Despite difficulties brought on by the pandemic, Pineland currently provides supplies for 11 first responder agencies, Breining said. A major goal of the business, he explained, is to provide supplies for southeast Ohio’s first responders: uniforms, tactical and duty gear for those “east of 33 and south of 70,” Breining said. Many first responders, he explained, have to travel all the way to Columbus to get what they need for work.

City Council also heard from Tacie’s Sweet Treats, 96 E. Main St., where owner Tacie Palmer shared exciting news that her business has hired two employees and hopes to expand its operating hours next month.

Following Tacie’s, which is located in the Logan Theater building, Sheila Wolfe, executive director of Logan Theater & Community Arts Center, 86 E. Main St. Wolfe told the council about the theater’s ongoing renovations, including two finished upper floors, one of which the Logan-Hocking School District uses for its digital program, Chieftain Academy.

Wolfe said next up for the theater is marquee and lobby restoration. She also shared that the theater has funding set aside and has submitted renovation plans to the state, and is currently waiting to start on that project. There will also be an auction Nov. 13 to help fundraise for the theater, she said.

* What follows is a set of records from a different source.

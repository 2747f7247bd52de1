//! Tracing subscriber set-up.

use tracing_subscriber::EnvFilter;

use crate::config::LoggingSettings;

/// Install the global subscriber. `RUST_LOG` overrides the configured filter.
///
/// Safe to call more than once; later calls are no-ops.
pub fn init(settings: &LoggingSettings) {
    let filter = EnvFilter::try_from_default_env()
        .or_else(|_| EnvFilter::try_new(&settings.filter))
        .unwrap_or_else(|_| EnvFilter::new("info"));

    let _ = tracing_subscriber::fmt()
        .with_env_filter(filter)
        .with_target(false)
        .try_init();
}
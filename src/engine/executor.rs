// src/engine/executor.rs
//! Groups records by the intent's dimension and aggregates each metric.

use std::collections::HashMap;
use tracing::debug;

use super::palette::{self, BORDER_WIDTH};
use crate::model::{Aggregation, ChartData, ChartIntent, Record, Series};

/// Label given to records that lack the grouping field.
pub const UNKNOWN_GROUP: &str = "Unknown";

/// Label of the single series produced when there is no dimension.
pub const UNGROUPED_SERIES_LABEL: &str = "Value";

/// Records partitioned by a dimension, in first-appearance order.
#[derive(Debug, Clone, PartialEq)]
pub struct Groups<'a> {
    pub labels: Vec<String>,
    pub members: Vec<Vec<&'a Record>>,
}

impl<'a> Groups<'a> {
    pub fn len(&self) -> usize {
        self.labels.len()
    }

    pub fn is_empty(&self) -> bool {
        self.labels.is_empty()
    }
}

/// Partition `records` by the stringified value of `field`.
///
/// Records without the field land in the [`UNKNOWN_GROUP`] group. Group order
/// is the order in which each key first appears.
pub fn group_records<'a>(records: &'a [Record], field: &str) -> Groups<'a> {
    let mut labels: Vec<String> = Vec::new();
    let mut members: Vec<Vec<&'a Record>> = Vec::new();
    let mut slots: HashMap<String, usize> = HashMap::new();

    for record in records {
        let key = record
            .get(field)
            .map(|value| value.to_string())
            .unwrap_or_else(|| UNKNOWN_GROUP.to_string());

        match slots.get(&key) {
            Some(&slot) => members[slot].push(record),
            None => {
                slots.insert(key.clone(), labels.len());
                labels.push(key);
                members.push(vec![record]);
            }
        }
    }

    Groups { labels, members }
}

/// Reduce the numeric values of `field` across `records`.
///
/// Missing and non-numeric values are excluded. Every kind yields 0 when no
/// numeric value is present.
pub fn aggregate<'a, I>(records: I, field: &str, kind: Aggregation) -> f64
where
    I: IntoIterator<Item = &'a Record>,
{
    let values: Vec<f64> = records
        .into_iter()
        .filter_map(|record| record.number(field))
        .collect();

    if values.is_empty() {
        return 0.0;
    }

    match kind {
        Aggregation::Sum => values.iter().sum(),
        Aggregation::Avg => values.iter().sum::<f64>() / values.len() as f64,
        Aggregation::Min => values.iter().copied().fold(f64::INFINITY, f64::min),
        Aggregation::Max => values.iter().copied().fold(f64::NEG_INFINITY, f64::max),
        Aggregation::Count => values.len() as f64,
    }
}

/// Stateless executor turning (records, intent) into chart data.
#[derive(Debug, Clone, Copy, Default)]
pub struct QueryExecutor;

impl QueryExecutor {
    pub fn new() -> Self {
        Self
    }

    /// Group and aggregate `records` as described by `intent`.
    ///
    /// Filters on the intent are not applied. Only the first dimension is
    /// used for grouping.
    pub fn execute(&self, records: &[Record], intent: &ChartIntent) -> ChartData {
        if !intent.filters.is_empty() {
            debug!(
                dataset = %intent.dataset,
                filters = intent.filters.len(),
                "filters are not applied by the executor"
            );
        }
        if intent.dimensions.len() > 1 {
            debug!(
                dataset = %intent.dataset,
                ignored = intent.dimensions.len() - 1,
                "only the first dimension is used for grouping"
            );
        }

        match intent.grouping() {
            None => self.execute_ungrouped(records, intent),
            Some(dimension) => self.execute_grouped(records, intent, &dimension.field),
        }
    }

    fn execute_ungrouped(&self, records: &[Record], intent: &ChartIntent) -> ChartData {
        let labels: Vec<String> = intent.metrics.iter().map(|m| m.display_label()).collect();
        let values: Vec<f64> = intent
            .metrics
            .iter()
            .map(|m| aggregate(records, &m.field, m.kind()))
            .collect();

        let colors = palette::sequence(values.len());

        ChartData {
            labels,
            datasets: vec![Series {
                label: UNGROUPED_SERIES_LABEL.to_string(),
                data: values,
                background_color: colors.fill,
                border_color: colors.border,
                border_width: BORDER_WIDTH,
            }],
        }
    }

    fn execute_grouped(&self, records: &[Record], intent: &ChartIntent, field: &str) -> ChartData {
        let groups = group_records(records, field);
        debug!(dimension = field, groups = groups.len(), "grouped records");

        let radial = intent.is_radial();

        let datasets = intent
            .metrics
            .iter()
            .enumerate()
            .map(|(index, metric)| {
                let kind = metric.kind();
                let data = groups
                    .members
                    .iter()
                    .map(|group| aggregate(group.iter().copied(), &metric.field, kind))
                    .collect();

                let colors = if radial {
                    palette::sequence(groups.len())
                } else {
                    palette::cycled(index)
                };

                Series {
                    label: metric.display_label(),
                    data,
                    background_color: colors.fill,
                    border_color: colors.border,
                    border_width: BORDER_WIDTH,
                }
            })
            .collect();

        ChartData {
            labels: groups.labels,
            datasets,
        }
    }
}
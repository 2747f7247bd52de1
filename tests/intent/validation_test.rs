use promptchart::catalog::InMemoryCatalog;
use promptchart::intent::{
    normalize_intent, sanitize_prompt, validate_intent, IntentContext, IntentSource,
    StaticIntentSource, MAX_LIMIT,
};
use promptchart::model::{ChartIntent, Dimension, Metric};

fn valid_intent() -> ChartIntent {
    ChartIntent::new("sales", "bar")
        .with_metric(Metric::new("amount", "sum"))
        .with_dimension(Dimension::new("region"))
}

#[test]
fn test_valid_intent_has_no_errors() {
    assert!(validate_intent(&valid_intent()).is_empty());
}

#[test]
fn test_unknown_dataset_is_not_a_validation_error() {
    let mut intent = valid_intent();
    intent.dataset = "does_not_exist".into();
    assert!(validate_intent(&intent).is_empty());
}

#[test]
fn test_collects_every_error() {
    let mut intent = ChartIntent::new("", "");
    intent.dimensions.push(Dimension::new(""));

    let errors = validate_intent(&intent);

    assert_eq!(
        errors,
        vec![
            "dataset: must not be empty",
            "metrics: must contain at least one metric",
            "dimensions[0].field: must not be empty",
            "chartType: must not be empty",
        ]
    );
}

#[test]
fn test_limit_bounds() {
    let mut intent = valid_intent();

    intent.limit = Some(1);
    assert!(validate_intent(&intent).is_empty());

    intent.limit = Some(MAX_LIMIT);
    assert!(validate_intent(&intent).is_empty());

    intent.limit = Some(0);
    assert_eq!(validate_intent(&intent), vec!["limit: must be between 1 and 100"]);

    intent.limit = Some(MAX_LIMIT + 1);
    assert_eq!(validate_intent(&intent).len(), 1);
}

#[test]
fn test_sort_order_must_be_known() {
    let mut intent = valid_intent();
    intent.sort_order = Some("sideways".into());

    let errors = validate_intent(&intent);

    assert_eq!(errors, vec!["sortOrder: must be 'asc' or 'desc', got 'sideways'"]);
}

#[test]
fn test_intent_from_model_json() {
    let json = r#"{
        "dataset": "sales",
        "metrics": [{"field": "amount", "aggregation": "sum", "label": "Revenue"}],
        "dimensions": [{"field": "month", "granularity": "Monthly"}],
        "filters": [{"field": "region", "operator": "eq", "value": "North"}],
        "chartType": "line",
        "title": "Monthly revenue",
        "sortBy": "label",
        "sortOrder": "asc",
        "limit": 12
    }"#;

    let mut intent: ChartIntent = serde_json::from_str(json).unwrap();
    normalize_intent(&mut intent);

    assert_eq!(intent.dimensions[0].granularity.as_deref(), Some("month"));
    assert_eq!(intent.filters.len(), 1);
    assert_eq!(intent.limit, Some(12));
    assert!(validate_intent(&intent).is_empty());
}

#[test]
fn test_unknown_granularity_is_dropped() {
    let mut intent = ChartIntent::new("sales", "line")
        .with_metric(Metric::new("amount", "sum"))
        .with_dimension(Dimension::new("month").with_granularity("fortnight"));

    normalize_intent(&mut intent);

    assert_eq!(intent.dimensions[0].granularity, None);
}

#[test]
fn test_sanitize_prompt_removes_markup() {
    assert_eq!(
        sanitize_prompt("<script>alert(1)</script> show {sales}"),
        "alert(1) show sales"
    );
    assert_eq!(sanitize_prompt("   "), "");
}

#[tokio::test]
async fn test_static_source_returns_its_intent() {
    let catalog = InMemoryCatalog::sample().unwrap();
    let context = IntentContext::from_catalog(&catalog);
    let source = StaticIntentSource::new(valid_intent());

    let intent = source.generate_intent("anything", &context).await.unwrap();

    assert_eq!(intent, valid_intent());
    assert_eq!(context.datasets.len(), 5);
}
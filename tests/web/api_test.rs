use axum::body::{to_bytes, Body};
use axum::http::{header, Request, StatusCode};
use axum::Router;
use promptchart::catalog::{DatasetCatalog, InMemoryCatalog};
use promptchart::intent::{IntentSource, OpenAiConfig, OpenAiIntentSource, StaticIntentSource};
use promptchart::model::{ChartIntent, Dimension, Metric};
use promptchart::resolver::IntentResolver;
use promptchart::web::{router, AppState, ErrorResponse};
use serde_json::Value;
use std::sync::Arc;
use tower::ServiceExt;

fn app_with(source: Arc<dyn IntentSource>) -> Router {
    let catalog: Arc<dyn DatasetCatalog> = Arc::new(InMemoryCatalog::sample().unwrap());
    router(Arc::new(AppState::new(IntentResolver::new(source, catalog))))
}

fn app() -> Router {
    let intent = ChartIntent::new("sales", "line")
        .with_metric(Metric::new("amount", "sum"))
        .with_dimension(Dimension::new("month"));
    app_with(Arc::new(StaticIntentSource::new(intent)))
}

fn post_json(uri: &str, body: &str) -> Request<Body> {
    Request::builder()
        .method("POST")
        .uri(uri)
        .header(header::CONTENT_TYPE, "application/json")
        .body(Body::from(body.to_string()))
        .unwrap()
}

async fn send(app: Router, request: Request<Body>) -> (StatusCode, Value) {
    let response = app.oneshot(request).await.unwrap();
    let status = response.status();
    let bytes = to_bytes(response.into_body(), usize::MAX).await.unwrap();
    (status, serde_json::from_slice(&bytes).unwrap())
}

#[tokio::test]
async fn test_health() {
    let request = Request::builder().uri("/health").body(Body::empty()).unwrap();

    let (status, body) = send(app(), request).await;

    assert_eq!(status, StatusCode::OK);
    assert_eq!(body["status"], "ok");
    assert!(body["timestamp"].is_string());
}

#[tokio::test]
async fn test_chart_from_prompt() {
    let (status, body) = send(app(), post_json("/api/chart", r#"{"prompt": "sales per month"}"#)).await;

    assert_eq!(status, StatusCode::OK);
    assert_eq!(body["chartSpec"]["type"], "line");
    assert_eq!(body["chartSpec"]["title"], "sum(amount) by month");
    assert_eq!(body["data"]["labels"], serde_json::json!(["Jan", "Feb", "Mar"]));
    assert_eq!(
        body["data"]["datasets"][0]["data"],
        serde_json::json!([83000.0, 93000.0, 92000.0])
    );
    assert_eq!(body["metadata"]["recordCount"], 3);
}

#[tokio::test]
async fn test_missing_prompt_is_invalid_request() {
    let (status, body) = send(app(), post_json("/api/chart", r#"{"context": {}}"#)).await;

    assert_eq!(status, StatusCode::BAD_REQUEST);
    let error: ErrorResponse = serde_json::from_value(body).unwrap();
    assert_eq!(error.code, "INVALID_REQUEST");
    assert_eq!(error.error, "Missing or invalid prompt");
}

#[tokio::test]
async fn test_malformed_json_is_invalid_request() {
    let (status, body) = send(app(), post_json("/api/chart", "{not json")).await;

    assert_eq!(status, StatusCode::BAD_REQUEST);
    assert_eq!(body["code"], "INVALID_REQUEST");
    assert_eq!(body["error"], "Invalid JSON");
}

#[tokio::test]
async fn test_source_failure_is_internal_error() {
    let source = Arc::new(OpenAiIntentSource::new(OpenAiConfig::default()));

    let (status, body) = send(app_with(source), post_json("/api/chart", r#"{"prompt": "sales"}"#)).await;

    assert_eq!(status, StatusCode::INTERNAL_SERVER_ERROR);
    assert_eq!(body["code"], "INTERNAL_ERROR");
}

#[tokio::test]
async fn test_invalid_generated_intent() {
    let source = Arc::new(StaticIntentSource::new(ChartIntent::new("sales", "bar")));

    let (status, body) = send(app_with(source), post_json("/api/chart", r#"{"prompt": "sales"}"#)).await;

    assert_eq!(status, StatusCode::BAD_REQUEST);
    assert_eq!(body["code"], "INVALID_INTENT");
}

#[tokio::test]
async fn test_structured_intent_endpoint() {
    let intent = r#"{
        "dataset": "orders",
        "metrics": [{"field": "amount", "aggregation": "sum"}],
        "dimensions": [{"field": "status"}],
        "chartType": "doughnut"
    }"#;

    let (status, body) = send(app(), post_json("/api/chart/intent", intent)).await;

    assert_eq!(status, StatusCode::OK);
    assert_eq!(body["data"]["labels"], serde_json::json!(["completed", "pending"]));
    assert_eq!(
        body["data"]["datasets"][0]["data"],
        serde_json::json!([415000.0, 8500.0])
    );
    assert!(body["data"]["datasets"][0]["backgroundColor"].is_array());
    assert_eq!(body["chartSpec"]["legend"]["display"], true);
}

#[tokio::test]
async fn test_list_datasets() {
    let request = Request::builder()
        .uri("/api/datasets")
        .body(Body::empty())
        .unwrap();

    let (status, body) = send(app(), request).await;

    assert_eq!(status, StatusCode::OK);
    let names: Vec<&str> = body
        .as_array()
        .unwrap()
        .iter()
        .map(|d| d["name"].as_str().unwrap())
        .collect();
    assert_eq!(names, vec!["sales", "users", "products", "orders", "inventory"]);
}
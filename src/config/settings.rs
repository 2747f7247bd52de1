//! TOML-based configuration for promptchart.
//!
//! Supports a config file (promptchart.toml) with environment variable expansion.
//!
//! Example configuration:
//! ```toml
//! [llm]
//! api_key = "${OPENAI_API_KEY}"
//! model = "gpt-4o-mini"
//! base_url = "https://api.openai.com/v1"
//! max_tokens = 1000
//!
//! [server]
//! host = "127.0.0.1"
//! port = 3000
//!
//! [catalog]
//! path = "./catalog.json"  # built-in sample data when omitted
//!
//! [logging]
//! filter = "info"
//! ```

use serde::{Deserialize, Serialize};
use std::env;
use std::fs;
use std::path::{Path, PathBuf};

use crate::intent::openai::{DEFAULT_BASE_URL, DEFAULT_MAX_TOKENS, DEFAULT_MODEL};
use crate::intent::OpenAiConfig;

/// Environment variable naming an explicit config file.
pub const CONFIG_ENV_VAR: &str = "PROMPTCHART_CONFIG";

/// Fallback source for the model API key.
pub const API_KEY_ENV_VAR: &str = "OPENAI_API_KEY";

/// Error type for settings.
#[derive(Debug, thiserror::Error)]
pub enum SettingsError {
    #[error("Config file not found: {0}")]
    FileNotFound(PathBuf),

    #[error("Failed to read config file: {0}")]
    ReadError(#[from] std::io::Error),

    #[error("Failed to parse config file: {0}")]
    ParseError(#[from] toml::de::Error),

    #[error("Missing environment variable: {0}")]
    MissingEnvVar(String),

    #[error("Invalid configuration: {0}")]
    InvalidConfig(String),
}

/// Root configuration structure.
#[derive(Debug, Clone, Deserialize, Serialize, Default)]
#[serde(default)]
pub struct Settings {
    /// Intent source (language model) configuration.
    pub llm: LlmSettings,

    /// HTTP server configuration.
    pub server: ServerSettings,

    /// Dataset catalog configuration.
    pub catalog: CatalogSettings,

    /// Logging configuration.
    pub logging: LoggingSettings,
}

/// Intent source configuration.
#[derive(Debug, Clone, Deserialize, Serialize)]
#[serde(default)]
pub struct LlmSettings {
    /// API key (supports ${ENV_VAR} expansion). Falls back to `OPENAI_API_KEY`.
    pub api_key: String,

    /// Chat model name.
    pub model: String,

    /// Base URL of an OpenAI-compatible API.
    pub base_url: String,

    /// Completion token cap.
    pub max_tokens: u32,
}

impl Default for LlmSettings {
    fn default() -> Self {
        Self {
            api_key: String::new(),
            model: DEFAULT_MODEL.to_string(),
            base_url: DEFAULT_BASE_URL.to_string(),
            max_tokens: DEFAULT_MAX_TOKENS,
        }
    }
}

impl LlmSettings {
    /// The API key with environment variables expanded.
    ///
    /// An empty key falls back to `OPENAI_API_KEY`; if that is unset too the
    /// result is empty and the intent source reports the missing key.
    pub fn resolved_api_key(&self) -> Result<String, SettingsError> {
        let key = expand_env_vars(&self.api_key)?;
        if key.is_empty() {
            return Ok(env::var(API_KEY_ENV_VAR).unwrap_or_default());
        }
        Ok(key)
    }

    /// Build the intent source configuration.
    pub fn to_openai_config(&self) -> Result<OpenAiConfig, SettingsError> {
        if self.max_tokens == 0 {
            return Err(SettingsError::InvalidConfig(
                "llm.max_tokens must be greater than 0".to_string(),
            ));
        }
        Ok(OpenAiConfig {
            api_key: self.resolved_api_key()?,
            model: self.model.clone(),
            base_url: expand_env_vars(&self.base_url)?,
            max_tokens: self.max_tokens,
        })
    }
}

/// HTTP server configuration.
#[derive(Debug, Clone, Deserialize, Serialize)]
#[serde(default)]
pub struct ServerSettings {
    pub host: String,
    pub port: u16,
}

impl Default for ServerSettings {
    fn default() -> Self {
        Self {
            host: "127.0.0.1".to_string(),
            port: 3000,
        }
    }
}

impl ServerSettings {
    /// `host:port` for binding.
    pub fn bind_address(&self) -> String {
        format!("{}:{}", self.host, self.port)
    }
}

/// Dataset catalog configuration.
#[derive(Debug, Clone, Deserialize, Serialize, Default)]
#[serde(default)]
pub struct CatalogSettings {
    /// JSON catalog file. The built-in sample catalog is used when unset.
    pub path: Option<String>,
}

impl CatalogSettings {
    /// Catalog path with environment variables expanded.
    pub fn resolved_path(&self) -> Result<Option<PathBuf>, SettingsError> {
        self.path
            .as_deref()
            .map(|p| expand_env_vars(p).map(PathBuf::from))
            .transpose()
    }
}

/// Logging configuration.
#[derive(Debug, Clone, Deserialize, Serialize)]
#[serde(default)]
pub struct LoggingSettings {
    /// `tracing_subscriber::EnvFilter` directive. `RUST_LOG` takes precedence.
    pub filter: String,
}

impl Default for LoggingSettings {
    fn default() -> Self {
        Self {
            filter: "info".to_string(),
        }
    }
}

impl Settings {
    /// Load settings from a TOML file.
    pub fn from_file<P: AsRef<Path>>(path: P) -> Result<Self, SettingsError> {
        let path = path.as_ref();
        if !path.exists() {
            return Err(SettingsError::FileNotFound(path.to_path_buf()));
        }

        let content = fs::read_to_string(path)?;
        let settings: Settings = toml::from_str(&content)?;
        Ok(settings)
    }

    /// Load settings from the default config file locations.
    ///
    /// Searches in order:
    /// 1. Environment variable `PROMPTCHART_CONFIG`
    /// 2. `./promptchart.toml`
    /// 3. `~/.config/promptchart/config.toml`
    pub fn load() -> Result<Self, SettingsError> {
        if let Ok(path) = env::var(CONFIG_ENV_VAR) {
            return Self::from_file(&path);
        }

        let local_config = PathBuf::from("promptchart.toml");
        if local_config.exists() {
            return Self::from_file(&local_config);
        }

        if let Some(config_dir) = dirs::config_dir() {
            let user_config = config_dir.join("promptchart").join("config.toml");
            if user_config.exists() {
                return Self::from_file(&user_config);
            }
        }

        // Return defaults if no config file found
        Ok(Settings::default())
    }
}

/// Expand environment variables in a string.
///
/// Supports `${VAR}` and `$VAR` syntax.
pub fn expand_env_vars(s: &str) -> Result<String, SettingsError> {
    let mut result = String::with_capacity(s.len());
    let mut chars = s.chars().peekable();

    while let Some(c) = chars.next() {
        if c != '$' {
            result.push(c);
            continue;
        }

        let var_name: String = if chars.peek() == Some(&'{') {
            chars.next(); // consume '{'
            let mut name = String::new();
            for ch in chars.by_ref() {
                if ch == '}' {
                    break;
                }
                name.push(ch);
            }
            name
        } else {
            let mut name = String::new();
            while let Some(&ch) = chars.peek() {
                if !(ch.is_alphanumeric() || ch == '_') {
                    break;
                }
                name.push(ch);
                chars.next();
            }
            if name.is_empty() {
                // Just a lone $, keep it
                result.push('$');
                continue;
            }
            name
        };

        let value =
            env::var(&var_name).map_err(|_| SettingsError::MissingEnvVar(var_name.clone()))?;
        result.push_str(&value);
    }

    Ok(result)
}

Council also visited new business Hocking Hills Paint Parties and More, 84 E. Main St., opened by Logan High School alumna Rachel Gray, artist and owner. Gray told the council that she traveled as a painter for several years before recently opening her storefront, where she sells kits and paintings, and hosts “paint parties” Tuesdays and Thursdays.

Council also stopped by The Logan Daily News; then to Gifts That Give Back’s new storefront at 66 E. Main St., which is currently still under renovation but operating at its original address, 45 S. Mulberry St.

Owner Cassie Davis explained to the council that her business’s goal is to “shop with a purpose,” and that all products she sells are ethically sourced. The business will begin its move to the Main Street location in the coming weeks, Davis said.

The council also stopped to see Hocking Hills DIY and Aperture Designs, 54 E. Main St., both new businesses in a building owned by Edwina Easton.

Hocking Hills DIY is to be an arts and crafts business and Aperture Designs is a sign and banner business. Easton said she has big ideas for her building,

and hopes to renovate the two upper floors into apartments in the coming years, while the ground floor is to remain retail spaces, she said.

The business walk was an idea of Henniger’s, The Logan Daily News previously reported. Wednesday’s business walk, the first of two, was on the northern part of Main; next week’s walk will visit businesses on the southern portion.

The second business walk will be held next Wednesday, Oct. 27 from 6-8 p.m.